Work item
Using the data below, show every line where the word "allowed" occurs.

[Opening Source data section]

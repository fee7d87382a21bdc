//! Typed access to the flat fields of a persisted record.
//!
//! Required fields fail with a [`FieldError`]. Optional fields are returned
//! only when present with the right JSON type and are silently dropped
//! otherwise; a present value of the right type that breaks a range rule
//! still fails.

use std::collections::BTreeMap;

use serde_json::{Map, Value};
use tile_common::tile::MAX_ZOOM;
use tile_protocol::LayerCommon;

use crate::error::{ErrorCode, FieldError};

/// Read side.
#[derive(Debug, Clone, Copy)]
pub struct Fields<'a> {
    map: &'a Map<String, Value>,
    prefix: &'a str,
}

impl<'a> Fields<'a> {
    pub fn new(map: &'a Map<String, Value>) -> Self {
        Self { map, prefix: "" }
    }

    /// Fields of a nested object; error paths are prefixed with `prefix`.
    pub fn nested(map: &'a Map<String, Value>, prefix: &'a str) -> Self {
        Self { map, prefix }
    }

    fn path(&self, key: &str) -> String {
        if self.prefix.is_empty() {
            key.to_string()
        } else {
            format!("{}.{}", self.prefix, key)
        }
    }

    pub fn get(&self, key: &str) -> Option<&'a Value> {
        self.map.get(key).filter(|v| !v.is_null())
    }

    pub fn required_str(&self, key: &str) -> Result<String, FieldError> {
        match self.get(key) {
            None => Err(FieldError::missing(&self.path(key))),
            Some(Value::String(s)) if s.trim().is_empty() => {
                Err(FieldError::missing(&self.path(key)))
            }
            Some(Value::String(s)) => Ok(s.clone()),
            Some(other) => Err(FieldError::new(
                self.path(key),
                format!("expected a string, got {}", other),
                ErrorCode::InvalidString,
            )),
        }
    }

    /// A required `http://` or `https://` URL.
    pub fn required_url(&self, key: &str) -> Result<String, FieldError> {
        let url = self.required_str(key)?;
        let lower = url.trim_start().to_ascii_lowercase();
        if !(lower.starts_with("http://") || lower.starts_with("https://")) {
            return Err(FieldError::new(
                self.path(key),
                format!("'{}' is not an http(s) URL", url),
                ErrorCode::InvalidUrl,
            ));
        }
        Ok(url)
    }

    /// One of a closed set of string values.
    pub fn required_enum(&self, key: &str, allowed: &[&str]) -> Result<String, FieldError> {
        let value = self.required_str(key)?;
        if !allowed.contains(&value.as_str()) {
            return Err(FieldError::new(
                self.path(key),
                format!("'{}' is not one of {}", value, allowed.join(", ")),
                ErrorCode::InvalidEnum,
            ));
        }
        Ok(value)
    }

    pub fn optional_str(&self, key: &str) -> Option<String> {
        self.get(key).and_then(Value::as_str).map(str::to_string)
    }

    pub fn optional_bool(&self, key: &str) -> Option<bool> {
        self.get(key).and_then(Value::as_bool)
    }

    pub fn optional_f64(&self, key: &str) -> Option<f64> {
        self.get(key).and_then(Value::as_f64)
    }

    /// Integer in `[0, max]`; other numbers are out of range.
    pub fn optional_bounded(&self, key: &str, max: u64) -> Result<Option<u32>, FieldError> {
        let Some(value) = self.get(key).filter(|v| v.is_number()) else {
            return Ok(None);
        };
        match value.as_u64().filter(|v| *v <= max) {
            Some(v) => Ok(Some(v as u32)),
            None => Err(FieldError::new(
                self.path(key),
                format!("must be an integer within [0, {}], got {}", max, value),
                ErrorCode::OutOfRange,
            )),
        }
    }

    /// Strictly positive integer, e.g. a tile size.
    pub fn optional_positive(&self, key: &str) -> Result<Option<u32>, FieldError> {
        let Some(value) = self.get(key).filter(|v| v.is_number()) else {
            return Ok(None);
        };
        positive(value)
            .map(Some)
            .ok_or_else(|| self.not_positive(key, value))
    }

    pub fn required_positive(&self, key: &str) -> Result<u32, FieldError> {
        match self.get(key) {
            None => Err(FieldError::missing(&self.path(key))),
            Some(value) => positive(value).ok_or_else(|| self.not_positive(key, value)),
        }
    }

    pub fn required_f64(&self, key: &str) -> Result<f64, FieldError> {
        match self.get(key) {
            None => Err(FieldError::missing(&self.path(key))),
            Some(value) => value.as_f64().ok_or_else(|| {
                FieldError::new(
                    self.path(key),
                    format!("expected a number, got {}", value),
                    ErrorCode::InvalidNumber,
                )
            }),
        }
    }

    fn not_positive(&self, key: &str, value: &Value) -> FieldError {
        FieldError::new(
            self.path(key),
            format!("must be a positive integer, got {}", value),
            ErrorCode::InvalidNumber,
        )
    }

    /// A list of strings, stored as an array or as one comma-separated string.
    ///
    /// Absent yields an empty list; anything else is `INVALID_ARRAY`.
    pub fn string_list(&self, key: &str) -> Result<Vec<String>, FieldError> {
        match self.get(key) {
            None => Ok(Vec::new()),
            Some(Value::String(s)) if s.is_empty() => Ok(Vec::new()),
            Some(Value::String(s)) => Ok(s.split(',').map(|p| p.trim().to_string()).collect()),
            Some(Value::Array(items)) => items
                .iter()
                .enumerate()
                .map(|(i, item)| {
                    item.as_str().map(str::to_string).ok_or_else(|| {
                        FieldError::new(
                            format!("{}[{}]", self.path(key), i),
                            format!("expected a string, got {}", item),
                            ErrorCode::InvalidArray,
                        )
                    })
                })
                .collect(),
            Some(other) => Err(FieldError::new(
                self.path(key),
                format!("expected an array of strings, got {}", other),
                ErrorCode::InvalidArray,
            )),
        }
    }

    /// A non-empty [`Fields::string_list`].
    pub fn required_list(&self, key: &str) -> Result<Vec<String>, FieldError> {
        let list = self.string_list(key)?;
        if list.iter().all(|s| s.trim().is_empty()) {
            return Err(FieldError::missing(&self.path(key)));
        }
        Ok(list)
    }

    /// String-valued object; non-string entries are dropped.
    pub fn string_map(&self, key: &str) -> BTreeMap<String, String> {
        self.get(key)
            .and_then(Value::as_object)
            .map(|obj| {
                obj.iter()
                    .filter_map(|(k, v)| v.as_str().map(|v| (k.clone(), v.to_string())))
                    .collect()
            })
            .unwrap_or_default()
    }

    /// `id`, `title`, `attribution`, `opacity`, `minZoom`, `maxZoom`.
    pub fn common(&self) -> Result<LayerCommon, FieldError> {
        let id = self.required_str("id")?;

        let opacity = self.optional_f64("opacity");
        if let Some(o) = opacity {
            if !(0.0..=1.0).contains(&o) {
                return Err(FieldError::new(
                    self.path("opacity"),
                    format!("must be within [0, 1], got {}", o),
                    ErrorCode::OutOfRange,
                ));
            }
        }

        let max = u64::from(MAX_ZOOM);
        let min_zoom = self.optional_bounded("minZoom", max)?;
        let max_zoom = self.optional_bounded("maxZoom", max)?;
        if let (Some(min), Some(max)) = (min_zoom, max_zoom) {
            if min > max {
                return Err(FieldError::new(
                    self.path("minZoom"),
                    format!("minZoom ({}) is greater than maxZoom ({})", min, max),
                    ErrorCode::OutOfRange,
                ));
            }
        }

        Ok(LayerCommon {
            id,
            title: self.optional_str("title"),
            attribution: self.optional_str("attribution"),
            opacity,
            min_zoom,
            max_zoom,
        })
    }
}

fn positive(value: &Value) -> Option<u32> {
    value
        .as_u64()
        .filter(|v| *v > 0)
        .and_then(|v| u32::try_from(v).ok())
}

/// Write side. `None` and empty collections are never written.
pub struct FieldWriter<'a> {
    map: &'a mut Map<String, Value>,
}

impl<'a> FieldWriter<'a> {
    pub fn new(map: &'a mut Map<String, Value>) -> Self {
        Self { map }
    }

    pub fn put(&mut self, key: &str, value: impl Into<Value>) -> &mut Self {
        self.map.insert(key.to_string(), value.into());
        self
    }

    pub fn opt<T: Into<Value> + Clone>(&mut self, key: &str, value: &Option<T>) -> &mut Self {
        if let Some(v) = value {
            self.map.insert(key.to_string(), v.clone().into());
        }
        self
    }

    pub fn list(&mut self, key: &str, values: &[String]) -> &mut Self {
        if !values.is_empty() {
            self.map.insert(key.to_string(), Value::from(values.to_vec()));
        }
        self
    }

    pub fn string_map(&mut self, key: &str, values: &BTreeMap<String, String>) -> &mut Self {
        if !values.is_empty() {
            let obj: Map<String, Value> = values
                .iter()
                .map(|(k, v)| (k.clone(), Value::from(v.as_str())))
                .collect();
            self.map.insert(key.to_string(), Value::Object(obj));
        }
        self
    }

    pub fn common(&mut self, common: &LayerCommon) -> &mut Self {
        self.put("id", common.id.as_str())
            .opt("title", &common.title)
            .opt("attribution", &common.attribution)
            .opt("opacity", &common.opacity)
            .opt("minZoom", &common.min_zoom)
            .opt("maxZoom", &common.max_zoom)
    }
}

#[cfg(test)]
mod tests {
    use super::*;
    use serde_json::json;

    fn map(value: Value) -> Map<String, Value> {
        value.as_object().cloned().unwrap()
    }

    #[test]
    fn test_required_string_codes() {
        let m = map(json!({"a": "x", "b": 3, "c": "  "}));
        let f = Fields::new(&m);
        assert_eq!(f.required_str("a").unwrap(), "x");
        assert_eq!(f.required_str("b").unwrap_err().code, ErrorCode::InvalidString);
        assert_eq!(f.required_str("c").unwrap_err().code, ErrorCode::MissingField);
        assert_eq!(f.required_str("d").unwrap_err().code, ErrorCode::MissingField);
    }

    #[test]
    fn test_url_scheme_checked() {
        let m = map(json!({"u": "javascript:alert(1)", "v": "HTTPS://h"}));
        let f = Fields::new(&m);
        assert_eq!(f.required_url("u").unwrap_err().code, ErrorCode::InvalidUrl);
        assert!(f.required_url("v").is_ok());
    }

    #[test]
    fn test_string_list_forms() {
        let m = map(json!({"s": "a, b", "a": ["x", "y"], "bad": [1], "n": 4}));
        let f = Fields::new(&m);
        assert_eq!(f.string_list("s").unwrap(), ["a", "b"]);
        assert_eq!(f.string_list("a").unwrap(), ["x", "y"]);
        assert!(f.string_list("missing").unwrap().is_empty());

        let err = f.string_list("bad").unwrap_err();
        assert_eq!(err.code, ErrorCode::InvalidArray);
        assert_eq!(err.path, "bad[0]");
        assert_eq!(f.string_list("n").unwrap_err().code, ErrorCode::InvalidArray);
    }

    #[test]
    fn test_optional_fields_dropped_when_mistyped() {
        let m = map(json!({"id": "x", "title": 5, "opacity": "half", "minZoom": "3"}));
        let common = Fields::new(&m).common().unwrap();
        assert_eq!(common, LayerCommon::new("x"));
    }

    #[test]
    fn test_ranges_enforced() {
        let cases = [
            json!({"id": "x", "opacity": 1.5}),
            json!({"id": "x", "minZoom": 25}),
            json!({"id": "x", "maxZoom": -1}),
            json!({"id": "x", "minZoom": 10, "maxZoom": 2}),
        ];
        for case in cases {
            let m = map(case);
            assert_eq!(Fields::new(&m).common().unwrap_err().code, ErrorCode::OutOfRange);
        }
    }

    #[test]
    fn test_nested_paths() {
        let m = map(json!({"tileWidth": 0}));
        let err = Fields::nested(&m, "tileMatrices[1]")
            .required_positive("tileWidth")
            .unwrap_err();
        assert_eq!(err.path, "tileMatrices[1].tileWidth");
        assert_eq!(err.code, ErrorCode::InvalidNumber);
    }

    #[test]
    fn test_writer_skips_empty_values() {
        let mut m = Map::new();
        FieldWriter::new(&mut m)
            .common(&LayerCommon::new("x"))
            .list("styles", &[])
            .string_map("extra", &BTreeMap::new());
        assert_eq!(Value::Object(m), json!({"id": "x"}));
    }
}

[Closing Source data section]

Answer below
    pub fn required_enum(&self, key: &str, allowed: &[&str]) -> Result<String, FieldError> {
        if !allowed.contains(&value.as_str()) {
                format!("'{}' is not one of {}", value, allowed.join(", ")),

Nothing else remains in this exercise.